Pipeline Configuration

This section deals with how to create end-user editable configuration files for parameters, variables and environment for your pipelines. Configuration is a key topic for computational pipelines as it is very common that a pipeline needs to be generalised - whether to run on different types of input data, using different computational resources, with different sets of reference data or other static resources, or many other types of settings that can differ between different contexts in which the pipeline may run.
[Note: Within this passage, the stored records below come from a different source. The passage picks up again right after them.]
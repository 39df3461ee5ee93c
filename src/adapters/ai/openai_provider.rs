//! OpenAI Provider - Implementation of AIProvider for OpenAI-compatible
//! chat-completions APIs.
//!
//! # Configuration
//!
//! ```ignore
//! let config = OpenAIConfig::new(api_key)
//!     .with_model("gpt-3.5-turbo-1106")
//!     .with_base_url("https://api.openai.com/v1");
//!
//! let provider = OpenAIProvider::new(config);
//! ```

use async_trait::async_trait;
use reqwest::{Client, Response};
use secrecy::{ExposeSecret, Secret};
use serde::{Deserialize, Serialize};
use std::time::Duration;
use tokio::time::sleep;

use crate::ports::{
    AIError, AIProvider, CompletionRequest, CompletionResponse, FinishReason, MessageRole,
    ProviderInfo, TokenUsage,
};

/// Configuration for the OpenAI provider.
#[derive(Debug, Clone)]
pub struct OpenAIConfig {
    /// API key for authentication.
    api_key: Secret<String>,
    /// Model to use.
    pub model: String,
    /// Base URL for the API (default: https://api.openai.com/v1).
    pub base_url: String,
    /// Request timeout.
    pub timeout: Duration,
    /// Maximum retries on transient failures.
    pub max_retries: u32,
}

impl OpenAIConfig {
    /// Creates a new configuration with the given API key.
    pub fn new(api_key: impl Into<String>) -> Self {
        Self {
            api_key: Secret::new(api_key.into()),
            model: "gpt-3.5-turbo-1106".to_string(),
            base_url: "https://api.openai.com/v1".to_string(),
            timeout: Duration::from_secs(60),
            max_retries: 3,
        }
    }

    /// Sets the model to use.
    pub fn with_model(mut self, model: impl Into<String>) -> Self {
        self.model = model.into();
        self
    }

    /// Sets the base URL.
    pub fn with_base_url(mut self, url: impl Into<String>) -> Self {
        self.base_url = url.into();
        self
    }

    /// Sets the request timeout.
    pub fn with_timeout(mut self, timeout: Duration) -> Self {
        self.timeout = timeout;
        self
    }

    /// Sets the maximum retry count.
    pub fn with_max_retries(mut self, max_retries: u32) -> Self {
        self.max_retries = max_retries;
        self
    }

    /// Exposes the API key (for making requests).
    fn api_key(&self) -> &str {
        self.api_key.expose_secret()
    }
}

/// OpenAI-compatible chat-completions provider.
pub struct OpenAIProvider {
    config: OpenAIConfig,
    client: Client,
}

impl OpenAIProvider {
    /// Creates a new OpenAI provider with the given configuration.
    pub fn new(config: OpenAIConfig) -> Self {
        let client = Client::builder()
            .timeout(config.timeout)
            .build()
            .expect("Failed to create HTTP client");

        Self { config, client }
    }

    /// Builds the chat completions endpoint URL.
    fn completions_url(&self) -> String {
        format!("{}/chat/completions", self.config.base_url)
    }

    /// Converts our request to OpenAI's wire format.
    fn to_openai_request(&self, request: &CompletionRequest) -> OpenAIRequest {
        let mut messages = Vec::new();

        if let Some(ref prompt) = request.system_prompt {
            messages.push(OpenAIMessage {
                role: "system".to_string(),
                content: prompt.clone(),
            });
        }

        for msg in &request.messages {
            messages.push(OpenAIMessage {
                role: match msg.role {
                    MessageRole::System => "system",
                    MessageRole::User => "user",
                    MessageRole::Assistant => "assistant",
                }
                .to_string(),
                content: msg.content.clone(),
            });
        }

        OpenAIRequest {
            model: self.config.model.clone(),
            messages,
            max_tokens: request.max_tokens,
            temperature: request.temperature,
        }
    }

    /// Sends a request and maps transport failures.
    async fn send_request(&self, request: &CompletionRequest) -> Result<Response, AIError> {
        let openai_request = self.to_openai_request(request);

        self.client
            .post(self.completions_url())
            .header("Authorization", format!("Bearer {}", self.config.api_key()))
            .header("Content-Type", "application/json")
            .json(&openai_request)
            .send()
            .await
            .map_err(|e| {
                if e.is_timeout() {
                    AIError::Timeout {
                        timeout_secs: self.config.timeout.as_secs() as u32,
                    }
                } else if e.is_connect() {
                    AIError::network(format!("Connection failed: {}", e))
                } else {
                    AIError::network(e.to_string())
                }
            })
    }

    /// Parses the API response status and handles errors.
    async fn handle_response_status(&self, response: Response) -> Result<Response, AIError> {
        let status = response.status();

        if status.is_success() {
            return Ok(response);
        }

        let error_body = response.text().await.unwrap_or_default();

        match status.as_u16() {
            401 => Err(AIError::AuthenticationFailed),
            429 => {
                let retry_after = Self::parse_retry_after(&error_body);
                Err(AIError::rate_limited(retry_after))
            }
            400 => {
                if error_body.contains("maximum context length")
                    || error_body.contains("context_length_exceeded")
                {
                    Err(AIError::context_too_long(0, 0))
                } else {
                    Err(AIError::InvalidRequest(error_body))
                }
            }
            500..=599 => Err(AIError::unavailable(format!(
                "Server error {}: {}",
                status, error_body
            ))),
            _ => Err(AIError::network(format!(
                "Unexpected status {}: {}",
                status, error_body
            ))),
        }
    }

    /// Parses retry-after from an error response body.
    fn parse_retry_after(error_body: &str) -> u32 {
        // The API sometimes embeds "try again in Xs" in the error message.
        if let Ok(parsed) = serde_json::from_str::<serde_json::Value>(error_body) {
            if let Some(msg) = parsed.get("error").and_then(|e| e.get("message")) {
                if let Some(s) = msg.as_str() {
                    if let Some(idx) = s.find("try again in ") {
                        let rest = &s[idx + 13..];
                        if let Some(num_end) = rest.find(|c: char| !c.is_ascii_digit()) {
                            if let Ok(secs) = rest[..num_end].parse::<u32>() {
                                return secs;
                            }
                        }
                    }
                }
            }
        }
        30 // Default retry after
    }

    /// Parses a completion response.
    async fn parse_response(&self, response: Response) -> Result<CompletionResponse, AIError> {
        let response = self.handle_response_status(response).await?;

        let openai_response: OpenAIResponse = response
            .json()
            .await
            .map_err(|e| AIError::parse(format!("Failed to parse response: {}", e)))?;

        let choice = openai_response
            .choices
            .into_iter()
            .next()
            .ok_or_else(|| AIError::parse("No choices in response"))?;

        let finish_reason = match choice.finish_reason.as_deref() {
            Some("stop") => FinishReason::Stop,
            Some("length") => FinishReason::Length,
            Some("content_filter") => FinishReason::ContentFilter,
            _ => FinishReason::Stop,
        };

        let usage = openai_response
            .usage
            .map(|u| {
                TokenUsage::new(
                    u.prompt_tokens,
                    u.completion_tokens,
                    Self::calculate_cost(
                        &openai_response.model,
                        u.prompt_tokens,
                        u.completion_tokens,
                    ),
                )
            })
            .unwrap_or_default();

        Ok(CompletionResponse {
            content: choice.message.content,
            usage,
            model: openai_response.model,
            finish_reason,
        })
    }

    /// Estimated cost in cents based on model and token counts.
    ///
    /// The model name comes from the response, since an alias may have been
    /// used in the request.
    fn calculate_cost(model: &str, prompt_tokens: u32, completion_tokens: u32) -> u32 {
        // Prices per 1M tokens, in cents.
        let (prompt_price, completion_price) = match model {
            m if m.starts_with("gpt-4-1106") || m.starts_with("gpt-4-turbo") => (1000, 3000),
            m if m.starts_with("gpt-4-32k") => (6000, 12000),
            m if m.starts_with("gpt-4o") => (250, 1000),
            m if m.starts_with("gpt-4") => (3000, 6000),
            m if m.starts_with("gpt-3.5") => (100, 200),
            _ => (1000, 3000),
        };

        let prompt_cost = (prompt_tokens as u64 * prompt_price) / 1_000_000;
        let completion_cost = (completion_tokens as u64 * completion_price) / 1_000_000;

        (prompt_cost + completion_cost) as u32
    }
}

#[async_trait]
impl AIProvider for OpenAIProvider {
    async fn complete(&self, request: CompletionRequest) -> Result<CompletionResponse, AIError> {
        let mut last_error = AIError::network("No attempts made");
        let mut retry_count = 0;

        while retry_count <= self.config.max_retries {
            match self.send_request(&request).await {
                Ok(response) => match self.parse_response(response).await {
                    Ok(completion) => return Ok(completion),
                    Err(err) => {
                        if !err.is_retryable() || retry_count >= self.config.max_retries {
                            return Err(err);
                        }
                        last_error = err;
                    }
                },
                Err(err) => {
                    if !err.is_retryable() || retry_count >= self.config.max_retries {
                        return Err(err);
                    }
                    last_error = err;
                }
            }

            // Exponential backoff: 1s, 2s, 4s, ...
            let delay = Duration::from_secs(1 << retry_count);
            sleep(delay).await;
            retry_count += 1;
        }

        Err(last_error)
    }

    fn provider_info(&self) -> ProviderInfo {
        let max_context_tokens = match self.config.model.as_str() {
            m if m.starts_with("gpt-4-1106") || m.starts_with("gpt-4-turbo") => 128_000,
            m if m.starts_with("gpt-4-32k") => 32_768,
            m if m.starts_with("gpt-4o") => 128_000,
            m if m.starts_with("gpt-4") => 8_192,
            _ => 16_385,
        };
        ProviderInfo::new("openai", &self.config.model, max_context_tokens)
    }
}

/// OpenAI API request format.
#[derive(Debug, Serialize)]
struct OpenAIRequest {
    model: String,
    messages: Vec<OpenAIMessage>,
    #[serde(skip_serializing_if = "Option::is_none")]
    max_tokens: Option<u32>,
    #[serde(skip_serializing_if = "Option::is_none")]
    temperature: Option<f32>,
}

/// OpenAI message format.
#[derive(Debug, Serialize, Deserialize)]
struct OpenAIMessage {
    role: String,
    content: String,
}

/// OpenAI API response format.
#[derive(Debug, Deserialize)]
struct OpenAIResponse {
    model: String,
    choices: Vec<OpenAIChoice>,
    usage: Option<OpenAIUsage>,
}

/// A single completion choice.
#[derive(Debug, Deserialize)]
struct OpenAIChoice {
    message: OpenAIMessage,
    finish_reason: Option<String>,
}

/// Token usage as reported by the API.
#[derive(Debug, Deserialize)]
struct OpenAIUsage {
    prompt_tokens: u32,
    completion_tokens: u32,
}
Therefore you need a way to specify sets of useful default values while allowing the end user to easily customise the values themselves in flexible ways.
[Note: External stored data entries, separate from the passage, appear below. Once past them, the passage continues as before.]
//! Knowledge Base Port - Interface to the pro/con claim store.
//!
//! The knowledge base owns claim parsing, the argument graph, and
//! nearest-neighbor lookup over claims; this crate only consumes those
//! capabilities. Claims are opaque text keys: the engine never constructs
//! them, it only receives them together with their ordered pro/con argument
//! lists.
//!
//! # Candidate-ordering invariant
//!
//! [`KnowledgeBase::score_all`] must score the same candidate set in the
//! same, stable order on every call. The relevance scorer combines score
//! vectors from several calls elementwise; if the implementation reorders
//! candidates between calls, the combined scores are meaningless.

use async_trait::async_trait;
use serde::{Deserialize, Serialize};

use crate::domain::engine::ScoreVector;

/// Restricts which claims a query considers.
#[derive(Debug, Clone, Copy, Default, PartialEq, Eq, Hash, Serialize, Deserialize)]
#[serde(rename_all = "snake_case")]
pub enum ClaimFilter {
    /// Every claim in the knowledge base.
    #[default]
    All,
    /// Only claims that list at least one counter-argument.
    HasCounterArguments,
}

/// Port for knowledge-base lookups.
#[async_trait]
pub trait KnowledgeBase: Send + Sync {
    /// A random claim suitable as an opening move.
    async fn random_opening_claim(&self) -> Result<String, KnowledgeBaseError>;

    /// The `n` claims closest to `query`, best first.
    async fn closest_claims(
        &self,
        query: &str,
        n: usize,
        filter: ClaimFilter,
    ) -> Result<Vec<String>, KnowledgeBaseError>;

    /// Similarity of `query` to every candidate claim, in the stable
    /// candidate order (see module docs).
    async fn score_all(
        &self,
        query: &str,
        filter: ClaimFilter,
    ) -> Result<ScoreVector, KnowledgeBaseError>;

    /// The highest similarity of `query` to any candidate claim.
    async fn max_score(&self, query: &str, filter: ClaimFilter)
        -> Result<f64, KnowledgeBaseError>;

    /// Ordered supporting arguments attached to `claim`.
    async fn pros_of(&self, claim: &str) -> Result<Vec<String>, KnowledgeBaseError>;

    /// Ordered opposing arguments attached to `claim`.
    async fn cons_of(&self, claim: &str) -> Result<Vec<String>, KnowledgeBaseError>;

    /// Resolves a candidate index from a [`score_all`](Self::score_all)
    /// vector back to its claim key.
    async fn resolve_by_index(
        &self,
        query: &str,
        index: usize,
        filter: ClaimFilter,
    ) -> Result<String, KnowledgeBaseError>;
}

/// Errors from the knowledge base.
#[derive(Debug, thiserror::Error)]
pub enum KnowledgeBaseError {
    /// The store holds no claims matching the filter.
    #[error("no claims match filter {filter:?}")]
    NoMatchingClaims {
        /// Filter that produced the empty result.
        filter: ClaimFilter,
    },

    /// A claim key was not found in the store.
    #[error("unknown claim: {0}")]
    UnknownClaim(String),

    /// A candidate index fell outside the scored candidate set.
    #[error("candidate index {index} out of range for {len} candidates")]
    IndexOutOfRange {
        /// Requested index.
        index: usize,
        /// Number of candidates.
        len: usize,
    },

    /// Backend failure (storage, embedding service, ...).
    #[error("knowledge base backend error: {0}")]
    Backend(String),
}
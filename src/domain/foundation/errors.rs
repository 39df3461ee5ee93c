//! Error types for the domain layer.

use thiserror::Error;

/// Errors that occur during value object construction.
#[derive(Debug, Clone, Error)]
pub enum ValidationError {
    #[error("Field '{field}' cannot be empty")]
    EmptyField { field: String },

    #[error("Field '{field}' must be between {min} and {max}, got {actual}")]
    OutOfRange {
        field: String,
        min: i32,
        max: i32,
        actual: i32,
    },

    #[error("Field '{field}' has invalid format: {reason}")]
    InvalidFormat { field: String, reason: String },

    #[error("Name '{name}' is reserved for in-context demonstrations")]
    ReservedName { name: String },
}

impl ValidationError {
    /// Creates an empty field validation error.
    pub fn empty_field(field: impl Into<String>) -> Self {
        ValidationError::EmptyField {
            field: field.into(),
        }
    }

    /// Creates an out of range validation error.
    pub fn out_of_range(field: impl Into<String>, min: i32, max: i32, actual: i32) -> Self {
        ValidationError::OutOfRange {
            field: field.into(),
            min,
            max,
            actual,
        }
    }

    /// Creates an invalid format validation error.
    pub fn invalid_format(field: impl Into<String>, reason: impl Into<String>) -> Self {
        ValidationError::InvalidFormat {
            field: field.into(),
            reason: reason.into(),
        }
    }

    /// Creates a reserved name validation error.
    pub fn reserved_name(name: impl Into<String>) -> Self {
        ValidationError::ReservedName { name: name.into() }
    }
}

#[cfg(test)]
mod tests {
    use super::*;

    #[test]
    fn validation_error_empty_field_displays_correctly() {
        let err = ValidationError::empty_field("speaker");
        assert_eq!(format!("{}", err), "Field 'speaker' cannot be empty");
    }

    #[test]
    fn validation_error_out_of_range_displays_correctly() {
        let err = ValidationError::out_of_range("rating", 1, 10, 15);
        assert_eq!(
            format!("{}", err),
            "Field 'rating' must be between 1 and 10, got 15"
        );
    }

    #[test]
    fn validation_error_invalid_format_displays_correctly() {
        let err = ValidationError::invalid_format("speaker", "contains ':'");
        assert_eq!(
            format!("{}", err),
            "Field 'speaker' has invalid format: contains ':'"
        );
    }
}
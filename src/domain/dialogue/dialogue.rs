//! Ordered transcript of turns exchanged between two parties.

use serde::{Deserialize, Serialize};

use super::Turn;
use crate::domain::foundation::SpeakerName;

/// Append-only ordered sequence of turns.
///
/// Owned by the conversation driver; the orchestration engine only reads it.
/// Insertion order is semantically meaningful: relevance scoring weights
/// recent turns more heavily than old ones.
#[derive(Debug, Clone, Default, PartialEq, Eq, Serialize, Deserialize)]
pub struct Dialogue {
    turns: Vec<Turn>,
}

impl Dialogue {
    /// Creates an empty dialogue.
    pub fn new() -> Self {
        Self::default()
    }

    /// Appends a turn. Turns are never edited or removed afterwards.
    pub fn push(&mut self, turn: Turn) {
        self.turns.push(turn);
    }

    /// Number of turns so far.
    pub fn len(&self) -> usize {
        self.turns.len()
    }

    /// True before the opening move has been made.
    pub fn is_empty(&self) -> bool {
        self.turns.is_empty()
    }

    /// The most recent turn, if any.
    pub fn last(&self) -> Option<&Turn> {
        self.turns.last()
    }

    /// Iterates over turns in chronological order.
    pub fn iter(&self) -> impl Iterator<Item = &Turn> {
        self.turns.iter()
    }

    /// Iterates over the turns not authored by `agent`, oldest first.
    pub fn counterpart_turns<'a>(
        &'a self,
        agent: &'a SpeakerName,
    ) -> impl Iterator<Item = &'a Turn> {
        self.turns.iter().filter(move |t| t.speaker() != agent)
    }

    /// The most recently seen speaker other than `agent`.
    pub fn counterpart_of(&self, agent: &SpeakerName) -> Option<&SpeakerName> {
        self.turns
            .iter()
            .rev()
            .map(|t| t.speaker())
            .find(|s| *s != agent)
    }

    /// Serializes the whole dialogue as one transcript, one
    /// `"<speaker>: <content>."` line per turn.
    pub fn transcript(&self) -> String {
        self.turns
            .iter()
            .map(Turn::transcript_line)
            .collect::<Vec<_>>()
            .join("\n")
    }
}

impl<'a> IntoIterator for &'a Dialogue {
    type Item = &'a Turn;
    type IntoIter = std::slice::Iter<'a, Turn>;

    fn into_iter(self) -> Self::IntoIter {
        self.turns.iter()
    }
}
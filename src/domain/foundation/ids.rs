//! Strongly-typed identifier value objects.

use serde::{Deserialize, Serialize};
use std::fmt;
use std::str::FromStr;
use uuid::Uuid;

/// Unique identifier for one conversation between an agent and a counterpart.
///
/// Per-conversation state (selection history, used-argument memory, usage
/// attribution) hangs off this identifier.
#[derive(Debug, Clone, Copy, PartialEq, Eq, Hash, Serialize, Deserialize)]
#[serde(transparent)]
pub struct ConversationId(Uuid);

impl ConversationId {
    /// Creates a new random ConversationId.
    pub fn new() -> Self {
        Self(Uuid::new_v4())
    }

    /// Creates a ConversationId from an existing UUID.
    pub fn from_uuid(uuid: Uuid) -> Self {
        Self(uuid)
    }

    /// Returns the inner UUID.
    pub fn as_uuid(&self) -> &Uuid {
        &self.0
    }
}

impl Default for ConversationId {
    fn default() -> Self {
        Self::new()
    }
}

impl fmt::Display for ConversationId {
    fn fmt(&self, f: &mut fmt::Formatter<'_>) -> fmt::Result {
        write!(f, "{}", self.0)
    }
}

impl FromStr for ConversationId {
    type Err = uuid::Error;

    fn from_str(s: &str) -> Result<Self, Self::Err> {
        Ok(Self(Uuid::parse_str(s)?))
    }
}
Bpipe offers features to achieve this.

Precedence of Configuration Files

Although Bpipe offers several different ways to reference configuration settings, there is a common patterns to which are used in a setting where more than one value is available to choose from. This is:

  • if a setting is provided on the command line when Bpipe is invoked, this is used
  • otherwise, Bpipe will look for the setting in any configuration loaded from the local directory where the pipeline is running
  • otherwise, Bpipe will try to load the setting from configuration set inside the directory where the pipeline file is located
  • finally, Bpipe will load values from defaults that may be stored in .bpipeconfig in the user's home directory

With this in mind, if you are the pipeline author, the most common pattern is to put configuration settings into files that are stored in the same directory as your pipeline files. This way, the user can override them by adding configuration files into the directory where they are running the pipeline, or specify overrides on the command line.
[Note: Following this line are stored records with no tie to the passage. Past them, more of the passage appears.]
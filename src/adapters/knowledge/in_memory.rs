//! In-memory knowledge base.
//!
//! A small, deterministic claim store for tests and demos. Similarity is
//! plain token overlap, not an embedding model; the real knowledge base is
//! an external collaborator and this adapter only has to honor the port
//! contract, in particular the stable candidate ordering that `score_all`
//! promises (candidates are always visited in insertion order).

use async_trait::async_trait;
use rand::seq::SliceRandom;
use std::collections::HashSet;

use crate::domain::engine::ScoreVector;
use crate::ports::{ClaimFilter, KnowledgeBase, KnowledgeBaseError};

/// One claim with its attached argument lists.
#[derive(Debug, Clone)]
struct ClaimRecord {
    text: String,
    pros: Vec<String>,
    cons: Vec<String>,
}

impl ClaimRecord {
    fn matches(&self, filter: ClaimFilter) -> bool {
        match filter {
            ClaimFilter::All => true,
            ClaimFilter::HasCounterArguments => !self.cons.is_empty(),
        }
    }
}

/// Deterministic in-memory claim store.
#[derive(Debug, Clone, Default)]
pub struct InMemoryKnowledgeBase {
    claims: Vec<ClaimRecord>,
}

impl InMemoryKnowledgeBase {
    /// Creates an empty store.
    pub fn new() -> Self {
        Self::default()
    }

    /// Adds a claim with its pro and con argument lists.
    pub fn with_claim(
        mut self,
        text: impl Into<String>,
        pros: Vec<String>,
        cons: Vec<String>,
    ) -> Self {
        self.claims.push(ClaimRecord {
            text: text.into(),
            pros,
            cons,
        });
        self
    }

    /// Number of stored claims.
    pub fn len(&self) -> usize {
        self.claims.len()
    }

    /// True when no claims are stored.
    pub fn is_empty(&self) -> bool {
        self.claims.is_empty()
    }

    /// Claims passing `filter`, in insertion order.
    fn candidates(&self, filter: ClaimFilter) -> Vec<&ClaimRecord> {
        self.claims.iter().filter(|c| c.matches(filter)).collect()
    }

    fn non_empty_candidates(
        &self,
        filter: ClaimFilter,
    ) -> Result<Vec<&ClaimRecord>, KnowledgeBaseError> {
        let candidates = self.candidates(filter);
        if candidates.is_empty() {
            return Err(KnowledgeBaseError::NoMatchingClaims { filter });
        }
        Ok(candidates)
    }

    fn find(&self, claim: &str) -> Result<&ClaimRecord, KnowledgeBaseError> {
        self.claims
            .iter()
            .find(|c| c.text == claim)
            .ok_or_else(|| KnowledgeBaseError::UnknownClaim(claim.to_string()))
    }

    /// Number of distinct lowercased tokens shared by `query` and `claim`.
    fn similarity(query: &str, claim: &str) -> f64 {
        let query_tokens = tokens(query);
        let claim_tokens = tokens(claim);
        query_tokens.intersection(&claim_tokens).count() as f64
    }
}

fn tokens(text: &str) -> HashSet<String> {
    text.split(|c: char| !c.is_alphanumeric())
        .filter(|t| !t.is_empty())
        .map(|t| t.to_lowercase())
        .collect()
}

#[async_trait]
impl KnowledgeBase for InMemoryKnowledgeBase {
    async fn random_opening_claim(&self) -> Result<String, KnowledgeBaseError> {
        let mut rng = rand::thread_rng();
        self.claims
            .choose(&mut rng)
            .map(|c| c.text.clone())
            .ok_or(KnowledgeBaseError::NoMatchingClaims {
                filter: ClaimFilter::All,
            })
    }

    async fn closest_claims(
        &self,
        query: &str,
        n: usize,
        filter: ClaimFilter,
    ) -> Result<Vec<String>, KnowledgeBaseError> {
        let candidates = self.non_empty_candidates(filter)?;

        let mut scored: Vec<(f64, &ClaimRecord)> = candidates
            .into_iter()
            .map(|c| (Self::similarity(query, &c.text), c))
            .collect();
        // Stable sort keeps insertion order among equal scores.
        scored.sort_by(|a, b| b.0.partial_cmp(&a.0).unwrap_or(std::cmp::Ordering::Equal));

        Ok(scored
            .into_iter()
            .take(n)
            .map(|(_, c)| c.text.clone())
            .collect())
    }

    async fn score_all(
        &self,
        query: &str,
        filter: ClaimFilter,
    ) -> Result<ScoreVector, KnowledgeBaseError> {
        let candidates = self.non_empty_candidates(filter)?;
        Ok(ScoreVector::new(
            candidates
                .into_iter()
                .map(|c| Self::similarity(query, &c.text))
                .collect(),
        ))
    }

    async fn max_score(
        &self,
        query: &str,
        filter: ClaimFilter,
    ) -> Result<f64, KnowledgeBaseError> {
        let candidates = self.non_empty_candidates(filter)?;
        Ok(candidates
            .into_iter()
            .map(|c| Self::similarity(query, &c.text))
            .fold(0.0, f64::max))
    }

    async fn pros_of(&self, claim: &str) -> Result<Vec<String>, KnowledgeBaseError> {
        Ok(self.find(claim)?.pros.clone())
    }

    async fn cons_of(&self, claim: &str) -> Result<Vec<String>, KnowledgeBaseError> {
        Ok(self.find(claim)?.cons.clone())
    }

    async fn resolve_by_index(
        &self,
        _query: &str,
        index: usize,
        filter: ClaimFilter,
    ) -> Result<String, KnowledgeBaseError> {
        let candidates = self.candidates(filter);
        candidates
            .get(index)
            .map(|c| c.text.clone())
            .ok_or(KnowledgeBaseError::IndexOutOfRange {
                index,
                len: candidates.len(),
            })
    }
}

#[cfg(test)]
mod tests {
    use super::*;

    fn args(texts: &[&str]) -> Vec<String> {
        texts.iter().map(|s| s.to_string()).collect()
    }

    fn sample_kb() -> InMemoryKnowledgeBase {
        InMemoryKnowledgeBase::new()
            .with_claim(
                "Zoos should be closed down",
                args(&["Animals suffer in captivity"]),
                args(&["Zoos fund conservation", "Zoos educate visitors"]),
            )
            .with_claim(
                "School uniforms should be mandatory",
                args(&["Uniforms reduce peer pressure"]),
                args(&["Uniforms limit self-expression"]),
            )
            .with_claim(
                "Everyone agrees water is wet",
                args(&["It just is"]),
                vec![], // no cons: excluded by the counter-argument filter
            )
    }

    #[test]
    fn similarity_counts_shared_tokens() {
        assert_eq!(
            InMemoryKnowledgeBase::similarity("zoos should close", "Zoos should be closed down"),
            2.0 // "zoos", "should"
        );
        assert_eq!(InMemoryKnowledgeBase::similarity("unrelated", "Zoos"), 0.0);
    }

    #[tokio::test]
    async fn closest_claims_orders_by_overlap() {
        let kb = sample_kb();
        let closest = kb
            .closest_claims("should zoos be closed", 2, ClaimFilter::HasCounterArguments)
            .await
            .unwrap();

        assert_eq!(closest[0], "Zoos should be closed down");
        assert_eq!(closest.len(), 2);
    }

    #[tokio::test]
    async fn filter_excludes_claims_without_cons() {
        let kb = sample_kb();
        let scores = kb
            .score_all("water", ClaimFilter::HasCounterArguments)
            .await
            .unwrap();
        // Only the two claims with cons are candidates.
        assert_eq!(scores.len(), 2);

        let all = kb.score_all("water", ClaimFilter::All).await.unwrap();
        assert_eq!(all.len(), 3);
    }

    #[tokio::test]
    async fn score_all_argmax_agrees_with_resolve_by_index() {
        let kb = sample_kb();
        let query = "mandatory school uniforms";

        let scores = kb
            .score_all(query, ClaimFilter::HasCounterArguments)
            .await
            .unwrap();
        let index = scores.argmax().unwrap();
        let claim = kb
            .resolve_by_index(query, index, ClaimFilter::HasCounterArguments)
            .await
            .unwrap();

        assert_eq!(claim, "School uniforms should be mandatory");
    }

    #[tokio::test]
    async fn max_score_matches_best_candidate() {
        let kb = sample_kb();
        let score = kb
            .max_score("zoos should be closed down", ClaimFilter::HasCounterArguments)
            .await
            .unwrap();
        assert_eq!(score, 5.0);
    }

    #[tokio::test]
    async fn empty_store_reports_no_matching_claims() {
        let kb = InMemoryKnowledgeBase::new();

        assert!(matches!(
            kb.random_opening_claim().await,
            Err(KnowledgeBaseError::NoMatchingClaims { .. })
        ));
        assert!(matches!(
            kb.closest_claims("q", 3, ClaimFilter::All).await,
            Err(KnowledgeBaseError::NoMatchingClaims { .. })
        ));
    }

    #[tokio::test]
    async fn unknown_claim_is_an_error() {
        let kb = sample_kb();
        assert!(matches!(
            kb.pros_of("never stored").await,
            Err(KnowledgeBaseError::UnknownClaim(_))
        ));
    }

    #[tokio::test]
    async fn out_of_range_index_is_an_error() {
        let kb = sample_kb();
        let err = kb
            .resolve_by_index("q", 9, ClaimFilter::HasCounterArguments)
            .await
            .unwrap_err();
        assert!(matches!(
            err,
            KnowledgeBaseError::IndexOutOfRange { index: 9, len: 2 }
        ));
    }

    #[tokio::test]
    async fn opening_claim_comes_from_the_store() {
        let kb = sample_kb();
        let claim = kb.random_opening_claim().await.unwrap();
        assert!(kb.claims.iter().any(|c| c.text == claim));
    }
}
In general, for user specific global preferences (for example, the user's email address), you would leave this as a setting for them to provide in their ~/.bpipeconfig file.

The Bpipe Config File

The main configuration file you should use for settings for your script should be the bpipe.config file. This file can be placed in the same directory as your pipeline file, and you can set in there configuration for both how commands are executed (directly on a server, or on an HPC cluster, for example), and also for the environment and settings those command use when they execute.

Tools

You can set the default location of some common tools that are used in computational workflows by setting their locations in the bpipe.config file:

  • groovy:
groovy {
    executable='/some/path/to/groovy/binary'
}
  • python
python {
    executable='/some/path/to/python/binary'
}
  • conda (anaconda executable)
conda {
    executable='/some/path/to/conda/binary'
}
  • R
R {
    executable='/some/path/to/Rscript/binary'
}

These configurations will be used when their inline scripting functions are invoked within Bpipe pipelines. In some cases relevant environment variables will also be inferred and set for your commands as well.

Command Configuration

The resources allocate to any given job often need to be customised to suit either the particular compute environment a pipeline is running in, or to the data that is being analysed.

To customise configuration for these settings, you can create a commands section in your bpipe.config file. The options for configuring commands are described in detail in Resource Managers.

Environment Variables

Environment variables can be set for commands using an env block. This can be set globally or within the specific commands section:

command {
    vep {
        env {
            PERL5LIB="/home/perl/lib"
        }
    }
}

Per-Environment Settings

Groovy offers a standard way to allow for multiple environments within a single configuration file. For example, you can have different settings for development, test and production within one bpipe.config file. To use a specific environment, pass the --env flag to Bpipe and provide the environment name. Then, you may create an environments block within your bpipe.config and put environment specific configuration within there, with one block for each environment containing overrides for that specific environment.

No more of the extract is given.